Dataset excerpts
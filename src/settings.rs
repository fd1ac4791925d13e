use tokio::sync::watch;
use tracing::info;

use crate::config::AppConfig;

/// User-facing toggles
#[derive(Debug, Clone, Copy, PartialEq, Eq)]
pub struct Settings {
    /// Login item registered
    pub start_at_login: bool,
    /// Status bar icon visible
    pub show_menu_bar_icon: bool,
}

impl From<AppConfig> for Settings {
    fn from(app: AppConfig) -> Self {
        Self {
            start_at_login: app.start_at_login,
            show_menu_bar_icon: app.show_menu_bar_icon,
        }
    }
}

impl From<Settings> for AppConfig {
    fn from(settings: Settings) -> Self {
        Self {
            start_at_login: settings.start_at_login,
            show_menu_bar_icon: settings.show_menu_bar_icon,
        }
    }
}

/// A requested change, from the menu or a config reload
#[derive(Debug, Clone, Copy, PartialEq, Eq)]
pub enum SettingsChange {
    /// Turn the login item on or off
    StartAtLogin(bool),
    /// Show or hide the status bar icon
    MenuBarIcon(bool),
    /// Take every value from a reloaded config
    Replace(Settings),
}

impl Settings {
    /// Settings after `change`
    #[must_use]
    pub const fn with(self, change: SettingsChange) -> Self {
        match change {
            SettingsChange::StartAtLogin(on) => Self {
                start_at_login: on,
                ..self
            },
            SettingsChange::MenuBarIcon(on) => Self {
                show_menu_bar_icon: on,
                ..self
            },
            SettingsChange::Replace(settings) => settings,
        }
    }
}

/// Current settings plus change notification
///
/// Producers call [`SettingsStore::apply`]; the one consumer that performs OS
/// side effects (login item, status item) holds a receiver from
/// [`SettingsStore::subscribe`] and reacts when it reports a change.
#[derive(Debug)]
pub struct SettingsStore {
    tx: watch::Sender<Settings>,
}

impl SettingsStore {
    /// Creates a store holding `initial`
    #[must_use]
    pub fn new(initial: Settings) -> Self {
        let (tx, _rx) = watch::channel(initial);
        Self { tx }
    }

    /// Snapshot of the current settings
    #[must_use]
    pub fn current(&self) -> Settings {
        *self.tx.borrow()
    }

    /// Receiver that sees every later change
    #[must_use]
    pub fn subscribe(&self) -> watch::Receiver<Settings> {
        self.tx.subscribe()
    }

    /// Applies `change`; subscribers are notified only if a value actually changed
    ///
    /// Returns true if the settings changed.
    pub fn apply(&self, change: SettingsChange) -> bool {
        let changed = self.tx.send_if_modified(|current| {
            let next = current.with(change);
            if next == *current {
                return false;
            }
            *current = next;
            true
        });
        if changed {
            info!(?change, "settings changed");
        }
        changed
    }
}

#[cfg(test)]
mod tests {
    use super::*;

    const DEFAULTS: Settings = Settings {
        start_at_login: true,
        show_menu_bar_icon: true,
    };

    #[test]
    fn test_with_single_toggle() {
        let next = DEFAULTS.with(SettingsChange::MenuBarIcon(false));
        assert!(!next.show_menu_bar_icon);
        assert!(next.start_at_login);

        let next = DEFAULTS.with(SettingsChange::StartAtLogin(false));
        assert!(!next.start_at_login);
        assert!(next.show_menu_bar_icon);
    }

    #[test]
    fn test_with_replace() {
        let other = Settings {
            start_at_login: false,
            show_menu_bar_icon: false,
        };
        assert_eq!(DEFAULTS.with(SettingsChange::Replace(other)), other);
    }

    #[test]
    fn test_apply_notifies_subscribers() {
        let store = SettingsStore::new(DEFAULTS);
        let mut rx = store.subscribe();
        assert!(!rx.has_changed().unwrap());

        assert!(store.apply(SettingsChange::StartAtLogin(false)));
        assert!(rx.has_changed().unwrap());
        assert!(!rx.borrow_and_update().start_at_login);
        assert!(!rx.has_changed().unwrap());
        assert!(!store.current().start_at_login);
    }

    #[test]
    fn test_noop_change_is_silent() {
        let store = SettingsStore::new(DEFAULTS);
        let rx = store.subscribe();

        assert!(!store.apply(SettingsChange::MenuBarIcon(true)));
        assert!(!store.apply(SettingsChange::Replace(DEFAULTS)));
        assert!(!rx.has_changed().unwrap());
    }

    #[test]
    fn test_app_config_conversion() {
        let app = AppConfig {
            start_at_login: false,
            show_menu_bar_icon: true,
        };
        let settings = Settings::from(app);
        assert_eq!(AppConfig::from(settings), app);
    }
}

§ **Required action**
What should come out is the exact run of lines from the one holding "let app = AppConfig" through the end of the records above, and nothing besides.

§ **Response area**
        let app = AppConfig {
            start_at_login: false,
            show_menu_bar_icon: true,
        };
        let settings = Settings::from(app);
        assert_eq!(AppConfig::from(settings), app);
    }
}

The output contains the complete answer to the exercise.